Thursday, October 26, 2023

Barking Up The Right Tree With This Petite And Princely Steiff Pinscher

And they call it puppy love! And for good reason. This sweet sitting pup recently joined Steiffgal's hug. He came in a giant box lot. But as all collectors know... sometimes these types of purchases contain unexpected treasures like this.

Sit and stay and check out this sweet pup.
He is a sweet example of Steiff's Pinscher dog. He is 17 cm tall, sitting, and unjointed. He is made from long tan mohair that was tipped in brown when he was new. You can see this tipping in his armpits, folds, and other places where the sun does not shine! Pinscher
 has black hand embroidered claws on his front and back paws. His face is detailed with charming proportional brown and black glass pupil eyes, a black hand stitched nose and mouth, a spot of red on his lips, and a center-seamed muzzle. His pert triangular mohair ears are lined in tan felt, and as is customary to the breed, he has a proportionally very small tail. He has a nonworking squeaker in his belly. 

Like most of Steiff's creations, this Pinscher is lovingly and authentically rendered.
He in a very appealing and authentic sitting position; his back legs are angled and bent in the way a real puppy sits - especially when they are trying coax you into giving them a snack! This guy retains his long trailing "f" Steiff button and bits of his red tag as his Steiff IDs. This tipped mohair Steiff Pinscher pattern was produced in 17, 22, 28, 35, 43, and 50 cm from 1914 though 1931 overall.
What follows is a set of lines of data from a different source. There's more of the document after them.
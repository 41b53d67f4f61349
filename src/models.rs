use serde::{Deserialize, Serialize};
use uuid::Uuid;

#[derive(Debug, Clone, PartialEq, Serialize, Deserialize)]
#[serde(rename_all = "camelCase")]
pub struct Link {
    #[serde(default = "Uuid::new_v4")]
    pub id: Uuid,
    pub title: String,
    pub url: String,
    #[serde(default)]
    pub image: Option<String>,
    pub timestamp: i64,
    #[serde(default)]
    pub pinned: bool,
}

#[derive(Debug, Clone, PartialEq, Serialize, Deserialize)]
#[serde(rename_all = "camelCase")]
pub struct Expense {
    #[serde(default = "Uuid::new_v4")]
    pub id: Uuid,
    pub title: String,
    pub amount: f64,
    pub category: String,
    pub payment_mode: String,
    pub date: String,
    pub timestamp: i64,
}

#[derive(Debug, Clone, PartialEq, Serialize, Deserialize)]
#[serde(rename_all = "camelCase")]
pub struct Income {
    #[serde(default = "Uuid::new_v4")]
    pub id: Uuid,
    pub title: String,
    pub amount: f64,
    pub category: String,
    pub date: String,
    pub timestamp: i64,
}

/// A single row of the merged income/expense history.
#[derive(Debug, Clone, PartialEq, Serialize)]
#[serde(tag = "type", rename_all = "lowercase")]
pub enum Transaction {
    Income(Income),
    Expense(Expense),
}

impl Transaction {
    pub fn timestamp(&self) -> i64 {
        match self {
            Transaction::Income(income) => income.timestamp,
            Transaction::Expense(expense) => expense.timestamp,
        }
    }
}

#[derive(Debug, Clone, Default, Deserialize)]
pub struct LinkInput {
    #[serde(default)]
    pub title: String,
    #[serde(default)]
    pub url: String,
    #[serde(default)]
    pub image: Option<String>,
}

#[derive(Debug, Clone, Default, Deserialize)]
#[serde(rename_all = "camelCase")]
pub struct ExpenseInput {
    #[serde(default)]
    pub title: String,
    #[serde(default)]
    pub amount: Option<f64>,
    #[serde(default)]
    pub category: String,
    #[serde(default)]
    pub payment_mode: String,
    #[serde(default)]
    pub date: String,
}

#[derive(Debug, Clone, Default, Deserialize)]
pub struct IncomeInput {
    #[serde(default)]
    pub title: String,
    #[serde(default)]
    pub amount: Option<f64>,
    #[serde(default)]
    pub category: String,
    #[serde(default)]
    pub date: String,
}

#[derive(Debug, Clone, PartialEq, Serialize, Deserialize)]
#[serde(rename_all = "camelCase")]
pub struct User {
    pub name: String,
    pub email: String,
    pub password_hash: String,
    pub created_at: String,
}

/// The record kept under `currentUser`. Never carries the password hash.
#[derive(Debug, Clone, PartialEq, Serialize, Deserialize)]
#[serde(rename_all = "camelCase")]
pub struct SessionUser {
    pub name: String,
    pub email: String,
    pub created_at: String,
}

impl From<&User> for SessionUser {
    fn from(user: &User) -> Self {
        Self {
            name: user.name.clone(),
            email: user.email.clone(),
            created_at: user.created_at.clone(),
        }
    }
}

#[derive(Debug, Clone, Default, Deserialize)]
#[serde(rename_all = "camelCase")]
pub struct SignupRequest {
    #[serde(default)]
    pub name: String,
    #[serde(default)]
    pub email: String,
    #[serde(default)]
    pub password: String,
    #[serde(default)]
    pub confirm_password: String,
}

#[derive(Debug, Clone, Default, Deserialize)]
pub struct LoginRequest {
    #[serde(default)]
    pub email: String,
    #[serde(default)]
    pub password: String,
}

#[derive(Debug, Clone, Copy, Default, PartialEq, Eq, Serialize, Deserialize)]
#[serde(rename_all = "lowercase")]
pub enum Theme {
    #[default]
    Light,
    Dark,
}

impl Theme {
    pub fn toggled(self) -> Self {
        match self {
            Theme::Light => Theme::Dark,
            Theme::Dark => Theme::Light,
        }
    }
}

#[derive(Debug, Serialize, Deserialize)]
pub struct ThemeResponse {
    pub theme: Theme,
}

#[derive(Debug, Default, Deserialize)]
pub struct ConfirmQuery {
    #[serde(default)]
    pub confirm: bool,
}

#[derive(Debug, Default, Deserialize)]
pub struct WeatherQuery {
    pub city: Option<String>,
}

#[derive(Debug, Clone, Copy, PartialEq, Serialize, Deserialize)]
#[serde(rename_all = "camelCase")]
pub struct PeriodStats {
    pub total_income: f64,
    pub total_expense: f64,
    pub savings: f64,
    pub positive: bool,
}

#[derive(Debug, Clone, Copy, PartialEq, Serialize, Deserialize)]
#[serde(rename_all = "camelCase")]
pub struct LedgerStats {
    pub current_month: PeriodStats,
    pub previous_month: PeriodStats,
    pub current_year: PeriodStats,
    pub previous_year: PeriodStats,
}

#[derive(Debug, Clone, PartialEq, Serialize, Deserialize)]
pub struct CategoryTotal {
    pub category: String,
    pub amount: f64,
}

#[derive(Debug, Clone, Copy, PartialEq, Serialize, Deserialize)]
#[serde(rename_all = "camelCase")]
pub struct DashboardSummary {
    pub total_links: usize,
    pub month_expenses: f64,
}

#[derive(Debug, Serialize, Deserialize)]
#[serde(rename_all = "camelCase")]
pub struct StatsResponse {
    pub periods: LedgerStats,
    pub expense_categories: Vec<CategoryTotal>,
    pub income_categories: Vec<CategoryTotal>,
    pub dashboard: DashboardSummary,
}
Pinschers are few and far between in the Steiff line. Over time, three versions were produced prewar. As far as Steiffgal can tell, there has not been one in the line after the early 1940s. It is interesting to note that Steiff's debut Pinscher was produced at the same time as the company's rod jointed bears. Like the rod jointed bears, this guy was also fully rod jointed, had black wooden shoebutton eyes, and a handmade black gutta percha nose. He appeared in 35 cm from 1903 through 1906. He had a distinctly Teddy bear look to him but his limbs were more slender and he did not have felt paw pads. You can see a picture of him here on the left; the image is from Pfeiffer's 1892-1943 Sortiment.

After an eight year hiatus, Pinschers again graced the Steiff catalog. The Pinscher under discussion here today followed the rod jointed version. Steiff's final Pinscher was similar to the tipped version, but made in long grey brown mohair in 17, 22, and 28 cm from 1935-1942. 

Pinschers are a distinctly German breed, so it should be no surprise that Steiff chose to produce a few for their line.
These dogs originated in southern Germany (also where the Steiff company is located.) They were first officially recognized in 1885 and accepted into the American Kennel Club in 2003. German Pinschers were one of the foundation breeds in the origins of the Doberman Pinscher and the Miniature Pinscher as we know them today. German Pinschers were almost lost to time both post WWI and WWII. According to the AKC, there were no litters registered in West Germany from 1949 to 1958. Due to the heroic efforts of one man, the breed was rescued via intensive breeding and conservation efforts.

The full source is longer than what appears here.